──────── SUPPLIED RECORDS ────────

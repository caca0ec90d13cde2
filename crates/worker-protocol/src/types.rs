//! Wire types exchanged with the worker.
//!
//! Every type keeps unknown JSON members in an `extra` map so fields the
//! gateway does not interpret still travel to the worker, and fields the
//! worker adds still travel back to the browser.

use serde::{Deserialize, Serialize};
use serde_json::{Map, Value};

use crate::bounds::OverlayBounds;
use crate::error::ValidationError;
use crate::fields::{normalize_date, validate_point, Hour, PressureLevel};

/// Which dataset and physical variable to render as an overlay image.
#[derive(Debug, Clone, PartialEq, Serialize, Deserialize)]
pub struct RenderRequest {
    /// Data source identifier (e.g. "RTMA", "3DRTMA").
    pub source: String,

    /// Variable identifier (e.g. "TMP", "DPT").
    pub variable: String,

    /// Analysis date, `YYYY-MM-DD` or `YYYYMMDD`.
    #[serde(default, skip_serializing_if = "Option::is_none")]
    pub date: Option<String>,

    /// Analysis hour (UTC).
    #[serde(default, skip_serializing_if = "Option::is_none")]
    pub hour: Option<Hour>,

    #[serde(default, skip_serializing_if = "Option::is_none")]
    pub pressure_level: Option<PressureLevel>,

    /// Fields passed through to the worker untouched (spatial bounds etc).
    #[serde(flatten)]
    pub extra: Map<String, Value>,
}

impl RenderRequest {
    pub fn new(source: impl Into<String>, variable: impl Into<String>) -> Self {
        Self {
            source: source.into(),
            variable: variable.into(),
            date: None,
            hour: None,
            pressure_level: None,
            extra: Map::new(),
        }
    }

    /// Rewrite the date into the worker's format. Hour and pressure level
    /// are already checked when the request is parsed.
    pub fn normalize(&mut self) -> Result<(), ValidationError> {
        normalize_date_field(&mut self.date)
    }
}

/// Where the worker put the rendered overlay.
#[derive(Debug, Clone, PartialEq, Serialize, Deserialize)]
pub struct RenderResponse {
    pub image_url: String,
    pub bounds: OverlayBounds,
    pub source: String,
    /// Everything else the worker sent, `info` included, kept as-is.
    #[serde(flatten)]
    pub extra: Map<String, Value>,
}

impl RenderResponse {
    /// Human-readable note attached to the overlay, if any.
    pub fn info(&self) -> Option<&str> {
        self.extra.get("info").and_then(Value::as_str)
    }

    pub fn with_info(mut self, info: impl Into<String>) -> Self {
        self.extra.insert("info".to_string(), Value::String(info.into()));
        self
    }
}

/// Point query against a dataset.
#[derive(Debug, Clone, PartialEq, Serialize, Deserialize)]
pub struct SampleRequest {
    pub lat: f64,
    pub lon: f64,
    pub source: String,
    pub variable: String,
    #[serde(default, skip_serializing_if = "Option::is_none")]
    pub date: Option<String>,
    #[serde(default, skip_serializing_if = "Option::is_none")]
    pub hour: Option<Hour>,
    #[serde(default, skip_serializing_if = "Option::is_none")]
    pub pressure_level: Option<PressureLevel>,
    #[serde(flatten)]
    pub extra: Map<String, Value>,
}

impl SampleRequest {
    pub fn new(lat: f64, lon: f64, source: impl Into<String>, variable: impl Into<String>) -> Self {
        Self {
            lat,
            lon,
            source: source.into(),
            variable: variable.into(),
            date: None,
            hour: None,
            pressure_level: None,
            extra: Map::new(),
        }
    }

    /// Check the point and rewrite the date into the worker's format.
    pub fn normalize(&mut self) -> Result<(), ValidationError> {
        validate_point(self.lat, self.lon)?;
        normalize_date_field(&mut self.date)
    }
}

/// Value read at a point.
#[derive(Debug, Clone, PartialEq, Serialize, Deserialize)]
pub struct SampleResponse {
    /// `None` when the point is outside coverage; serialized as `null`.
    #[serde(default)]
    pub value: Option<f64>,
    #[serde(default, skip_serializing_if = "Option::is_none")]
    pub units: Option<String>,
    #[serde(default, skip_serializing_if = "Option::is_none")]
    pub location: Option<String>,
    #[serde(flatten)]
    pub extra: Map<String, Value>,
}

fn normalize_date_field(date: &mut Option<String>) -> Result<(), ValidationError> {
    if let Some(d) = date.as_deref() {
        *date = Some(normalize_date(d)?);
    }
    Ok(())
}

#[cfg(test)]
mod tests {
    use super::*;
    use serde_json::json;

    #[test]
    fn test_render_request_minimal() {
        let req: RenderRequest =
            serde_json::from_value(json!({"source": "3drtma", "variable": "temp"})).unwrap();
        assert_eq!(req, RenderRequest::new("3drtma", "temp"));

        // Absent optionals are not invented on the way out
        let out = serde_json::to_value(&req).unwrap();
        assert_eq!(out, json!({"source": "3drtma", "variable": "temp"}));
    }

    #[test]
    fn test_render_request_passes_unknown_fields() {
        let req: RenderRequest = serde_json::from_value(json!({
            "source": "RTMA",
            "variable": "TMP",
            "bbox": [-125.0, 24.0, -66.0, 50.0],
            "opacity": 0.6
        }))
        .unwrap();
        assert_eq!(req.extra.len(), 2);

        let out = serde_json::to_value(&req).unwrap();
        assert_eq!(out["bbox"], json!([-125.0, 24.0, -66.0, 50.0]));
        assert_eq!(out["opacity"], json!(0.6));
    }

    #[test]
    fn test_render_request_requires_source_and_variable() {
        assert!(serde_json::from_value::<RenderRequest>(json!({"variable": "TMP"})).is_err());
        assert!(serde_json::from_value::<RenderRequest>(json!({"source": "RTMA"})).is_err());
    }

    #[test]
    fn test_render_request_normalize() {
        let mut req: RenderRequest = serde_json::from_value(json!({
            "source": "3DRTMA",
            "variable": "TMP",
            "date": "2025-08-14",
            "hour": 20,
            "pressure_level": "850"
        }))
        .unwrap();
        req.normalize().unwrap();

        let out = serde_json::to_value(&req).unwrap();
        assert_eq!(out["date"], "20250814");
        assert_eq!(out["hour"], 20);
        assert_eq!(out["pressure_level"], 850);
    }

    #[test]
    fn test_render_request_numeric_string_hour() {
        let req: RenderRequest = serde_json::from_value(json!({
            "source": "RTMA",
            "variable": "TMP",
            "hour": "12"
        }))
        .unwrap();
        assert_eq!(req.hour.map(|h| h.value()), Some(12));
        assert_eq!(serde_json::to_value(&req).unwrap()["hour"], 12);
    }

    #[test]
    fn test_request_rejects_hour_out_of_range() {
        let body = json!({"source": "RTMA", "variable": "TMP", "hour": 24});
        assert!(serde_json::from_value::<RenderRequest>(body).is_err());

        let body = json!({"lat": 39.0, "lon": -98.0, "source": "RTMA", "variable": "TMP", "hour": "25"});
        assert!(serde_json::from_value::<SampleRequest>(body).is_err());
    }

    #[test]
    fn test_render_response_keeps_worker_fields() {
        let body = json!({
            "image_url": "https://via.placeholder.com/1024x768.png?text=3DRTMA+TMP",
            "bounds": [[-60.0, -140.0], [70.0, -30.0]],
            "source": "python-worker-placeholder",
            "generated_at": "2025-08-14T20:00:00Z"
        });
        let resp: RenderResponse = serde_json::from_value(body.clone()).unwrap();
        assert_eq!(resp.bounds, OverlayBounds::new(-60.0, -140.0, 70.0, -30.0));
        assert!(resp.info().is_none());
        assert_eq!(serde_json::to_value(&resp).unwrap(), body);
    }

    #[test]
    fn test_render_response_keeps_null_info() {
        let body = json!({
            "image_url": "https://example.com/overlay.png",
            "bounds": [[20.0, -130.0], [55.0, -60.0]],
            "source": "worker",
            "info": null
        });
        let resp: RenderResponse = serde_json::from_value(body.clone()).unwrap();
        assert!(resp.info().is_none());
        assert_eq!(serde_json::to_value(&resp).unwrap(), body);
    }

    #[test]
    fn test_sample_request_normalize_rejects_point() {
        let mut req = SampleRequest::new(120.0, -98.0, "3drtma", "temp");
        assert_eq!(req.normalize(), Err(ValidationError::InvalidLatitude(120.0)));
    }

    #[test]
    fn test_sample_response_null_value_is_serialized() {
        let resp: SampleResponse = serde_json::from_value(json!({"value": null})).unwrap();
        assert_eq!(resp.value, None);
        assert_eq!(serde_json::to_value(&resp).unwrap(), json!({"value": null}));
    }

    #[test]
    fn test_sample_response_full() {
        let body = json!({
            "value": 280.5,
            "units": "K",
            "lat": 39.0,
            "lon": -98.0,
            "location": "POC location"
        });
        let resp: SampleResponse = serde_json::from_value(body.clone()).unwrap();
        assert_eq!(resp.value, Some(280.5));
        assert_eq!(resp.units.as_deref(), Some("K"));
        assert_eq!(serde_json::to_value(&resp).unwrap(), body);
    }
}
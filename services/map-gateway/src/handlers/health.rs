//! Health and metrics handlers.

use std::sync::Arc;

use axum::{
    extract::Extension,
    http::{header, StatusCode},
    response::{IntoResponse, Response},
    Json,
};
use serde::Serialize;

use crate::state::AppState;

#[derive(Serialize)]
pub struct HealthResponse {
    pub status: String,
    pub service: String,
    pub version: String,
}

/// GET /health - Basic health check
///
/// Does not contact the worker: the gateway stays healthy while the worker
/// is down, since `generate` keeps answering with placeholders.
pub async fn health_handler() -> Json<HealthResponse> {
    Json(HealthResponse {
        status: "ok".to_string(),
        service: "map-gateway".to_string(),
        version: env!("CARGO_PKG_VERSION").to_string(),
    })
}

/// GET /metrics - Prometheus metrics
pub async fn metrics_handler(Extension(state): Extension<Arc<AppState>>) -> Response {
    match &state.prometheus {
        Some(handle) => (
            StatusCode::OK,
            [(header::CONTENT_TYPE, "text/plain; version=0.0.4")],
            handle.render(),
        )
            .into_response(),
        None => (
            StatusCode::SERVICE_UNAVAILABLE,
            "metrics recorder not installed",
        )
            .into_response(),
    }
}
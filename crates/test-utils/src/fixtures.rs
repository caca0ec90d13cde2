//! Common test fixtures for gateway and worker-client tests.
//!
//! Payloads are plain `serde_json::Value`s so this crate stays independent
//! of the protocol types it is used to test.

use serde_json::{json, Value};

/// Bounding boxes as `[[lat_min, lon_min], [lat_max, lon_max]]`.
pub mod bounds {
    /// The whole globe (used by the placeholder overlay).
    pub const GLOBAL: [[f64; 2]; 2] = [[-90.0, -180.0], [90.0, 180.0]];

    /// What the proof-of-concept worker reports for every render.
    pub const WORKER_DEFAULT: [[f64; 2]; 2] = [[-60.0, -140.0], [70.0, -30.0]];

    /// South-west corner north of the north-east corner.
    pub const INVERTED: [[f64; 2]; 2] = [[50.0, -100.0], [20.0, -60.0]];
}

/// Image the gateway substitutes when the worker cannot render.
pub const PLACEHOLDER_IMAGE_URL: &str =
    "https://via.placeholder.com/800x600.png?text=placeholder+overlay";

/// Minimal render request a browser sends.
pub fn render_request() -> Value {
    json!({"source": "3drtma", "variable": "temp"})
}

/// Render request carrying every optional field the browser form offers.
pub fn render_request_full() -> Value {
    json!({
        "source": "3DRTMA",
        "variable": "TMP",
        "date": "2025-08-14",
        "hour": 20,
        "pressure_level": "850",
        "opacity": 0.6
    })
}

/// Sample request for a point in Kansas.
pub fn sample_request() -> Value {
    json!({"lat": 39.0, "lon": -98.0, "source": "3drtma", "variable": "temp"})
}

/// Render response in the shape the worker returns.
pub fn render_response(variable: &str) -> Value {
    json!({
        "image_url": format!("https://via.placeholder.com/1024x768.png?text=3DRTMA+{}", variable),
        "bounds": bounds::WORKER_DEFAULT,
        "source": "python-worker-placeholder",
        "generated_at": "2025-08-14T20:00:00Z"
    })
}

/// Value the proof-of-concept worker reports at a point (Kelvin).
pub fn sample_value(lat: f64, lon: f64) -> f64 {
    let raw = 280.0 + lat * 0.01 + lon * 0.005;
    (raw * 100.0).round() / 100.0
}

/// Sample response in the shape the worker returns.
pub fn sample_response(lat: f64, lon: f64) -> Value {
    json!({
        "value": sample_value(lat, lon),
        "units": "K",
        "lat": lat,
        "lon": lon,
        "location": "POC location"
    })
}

────────

## WHAT TO PRODUCE
Looking at the records above, return exactly the lines from the line with "pub mod bounds" to the line with "for every render.", both ends included.

## EXERCISE RESPONSE
pub mod bounds {
    /// The whole globe (used by the placeholder overlay).
    pub const GLOBAL: [[f64; 2]; 2] = [[-90.0, -180.0], [90.0, 180.0]];

    /// What the proof-of-concept worker reports for every render.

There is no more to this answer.